I would like to specialize a function template such that the return type changes depending on the type of the template argument.

class ReturnTypeSpecialization
{
public:
    template<typename T>
    T Item();
};

// Normally just return the template type
template<typename T>
T ReturnTypeSpecialization::Item() { ... }

// When a float is specified, return an int
// This doesn't work:
template<float>
int ReturnTypeSpecialization::Item() { ... }

Is this possible?
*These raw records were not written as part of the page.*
//! Database layer for the live store.
//!
//! The live store is a single SQLite file. Besides the domain tables (owned
//! elsewhere) it carries the two tables this crate relies on:
//! - `global_settings` - key-value settings, including auto-backup config
//! - `audit_log` - append-only audit trail
//!
//! The module is organized into submodules:
//! - `records` - record types
//! - `settings` - `SettingsStore` and its SQLite implementation
//! - `audit` - `AuditSink` and its SQLite implementation

mod audit;
mod records;
mod settings;

pub use audit::AuditSink;
pub use records::*;
pub use settings::SettingsStore;

use anyhow::Result;
use sqlx::sqlite::{SqliteConnectOptions, SqlitePoolOptions};
use sqlx::{Pool, Sqlite};
use std::path::{Path, PathBuf};
use tracing::{debug, error, info};

use crate::errors::{BackupError, BackupResult, StorageError};

pub struct Database {
    pool: Pool<Sqlite>,
    path: PathBuf,
}

impl Database {
    /// Expose pool for domain tables and integration test queries
    pub fn pool(&self) -> &Pool<Sqlite> {
        &self.pool
    }

    pub fn path(&self) -> &Path {
        &self.path
    }

    pub async fn new(database_path: impl AsRef<Path>) -> Result<Self> {
        let database_path = database_path.as_ref();
        info!("=== Starting database initialization ===");
        info!("Database path: {}", database_path.display());

        // Ensure parent directory exists
        if let Some(parent) = database_path.parent() {
            if !parent.as_os_str().is_empty() {
                if let Err(e) = tokio::fs::create_dir_all(parent).await {
                    error!("FAILED to create parent directory {:?}: {}", parent, e);
                    return Err(e.into());
                }
            }
        }

        let options = SqliteConnectOptions::new()
            .filename(database_path)
            .create_if_missing(true);

        let pool = match SqlitePoolOptions::new()
            .max_connections(4)
            .connect_with(options)
            .await
        {
            Ok(pool) => {
                info!("Successfully connected to SQLite database");
                pool
            }
            Err(e) => {
                error!("FAILED to connect to database: {}", e);
                error!("   Database path: {}", database_path.display());
                return Err(e.into());
            }
        };

        let database = Self {
            pool,
            path: database_path.to_path_buf(),
        };

        if let Err(e) = database.initialize_tables().await {
            error!("CRITICAL: Database table initialization failed: {}", e);
            return Err(e);
        }

        info!("=== Database initialization completed successfully ===");
        Ok(database)
    }

    async fn initialize_tables(&self) -> Result<()> {
        let settings_table_sql = r#"
            CREATE TABLE IF NOT EXISTS global_settings (
                key TEXT PRIMARY KEY,
                value TEXT NOT NULL,
                updated_at DATETIME NOT NULL
            )
        "#;

        if let Err(e) = sqlx::query(settings_table_sql).execute(&self.pool).await {
            error!("FAILED to create global_settings table: {}", e);
            return Err(e.into());
        }
        debug!("global_settings table ready");

        let audit_table_sql = r#"
            CREATE TABLE IF NOT EXISTS audit_log (
                id TEXT PRIMARY KEY,
                action TEXT NOT NULL,
                entity_type TEXT NOT NULL,
                details TEXT,
                timestamp DATETIME NOT NULL
            )
        "#;

        if let Err(e) = sqlx::query(audit_table_sql).execute(&self.pool).await {
            error!("FAILED to create audit_log table: {}", e);
            return Err(e.into());
        }

        let audit_index_sql =
            "CREATE INDEX IF NOT EXISTS idx_audit_timestamp ON audit_log(timestamp DESC)";
        if let Err(e) = sqlx::query(audit_index_sql).execute(&self.pool).await {
            error!("FAILED to create audit_log index: {}", e);
            return Err(e.into());
        }
        debug!("audit_log table ready");

        Ok(())
    }

    /// Write a transactionally consistent copy of the store to `target`.
    ///
    /// Uses SQLite's `VACUUM INTO`, which reads inside a single read
    /// transaction, so concurrent writers never produce a torn copy. The
    /// target must not exist.
    pub async fn vacuum_into(&self, target: &Path) -> BackupResult<()> {
        let target = target.to_string_lossy().into_owned();
        sqlx::query("VACUUM INTO ?")
            .bind(&target)
            .execute(&self.pool)
            .await
            .map_err(|e| {
                BackupError::Storage(StorageError::Database {
                    operation: format!("VACUUM INTO {}", target),
                    reason: e.to_string(),
                })
            })?;
        Ok(())
    }

    /// Close every pooled connection, releasing the file handle
    pub async fn close(&self) {
        self.pool.close().await;
        info!("Database {} closed", self.path.display());
    }
}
I can't use C++11.


Since the specialization has to agree with the base template on the return type, you can make it so by adding a "return type trait", a struct you can specialize and draw the true return type from:

// in the normal case, just the identity
template<class T>
struct item_return{ typedef T type; };

template<class T>
typename item_return<T>::type item();

template<>
struct item_return<float>{ typedef int type; };
template<>
int item<float>();

Live example.

Note that you might want to stick to the following, so you only need to update the return-type in the item_return specialization.

template<>
item_return<float>::type foo<float>(){ ... }
// note: No `typename` needed, because `float` is not a dependent type

Do all of the specialization in a worker class and use a simple function as a wrapper that will be specialized implicitly.

#include <iostream>
using std::cout;

// worker class -- return a reference to the given value
template< typename V > struct worker
   {
   typedef V const & type;
   static type get( V const & v ) { return v; }
   };

// worker class specialization -- convert 'unsigned char' to 'int'
template<> struct worker<unsigned char>
   {
   typedef int type;
   static type get( unsigned char const & v ) { return v; }
   };

// mapper function
template< typename V > typename worker<V>::type mapper( V const & v )
   {
   return worker<V>::get(v);
   }

int main()
   {
   char a='A';
   unsigned char b='B';
   cout << "a=" << mapper(a) << ", b=" << mapper(b) << "\n";
   }

In this example, the specialization of unsigned char causes it to be converted to an int so that cout will display it as a number instead of as a character, generating the following output...

a=A, b=66

Perhaps you could use the following hack. Given these simple type traits:

template<bool b, typename T, typename U>
struct conditional { typedef T type; };

template<typename T, typename U>
struct conditional<false, T, U> { typedef U type; };

template<typename T, typename U>
struct is_same { static const bool value = false; };

template<typename T>
struct is_same<T, T> { static const bool value = true; };

You could write your class and specialized member function as follows:

class ReturnTypeSpecialization
{
public:
    template<typename T>
    typename conditional<is_same<T, float>::value, int, T>::type 
    Item();
};

// Normally just return the template type
template<typename T>
typename conditional<is_same<T, float>::value, int, T>::type
ReturnTypeSpecialization::Item() { return T(); }

// When a float is specified, return an int
template<>
int ReturnTypeSpecialization::Item<float>() { return 1.0f; }

Simple test program (uses C++11 just for verification):

int main()
{
    ReturnTypeSpecialization obj;
    static_assert(std::is_same<decltype(obj.Item<bool>()), bool>::value, "!");
    static_assert(std::is_same<decltype(obj.Item<float>()), int>::value, "!");
}

Here is a live example.


You can do template specializations like so:

template<typename T>
T item() {
    return T();
}

template<>
float item<float>() {
    return 1.0f;
}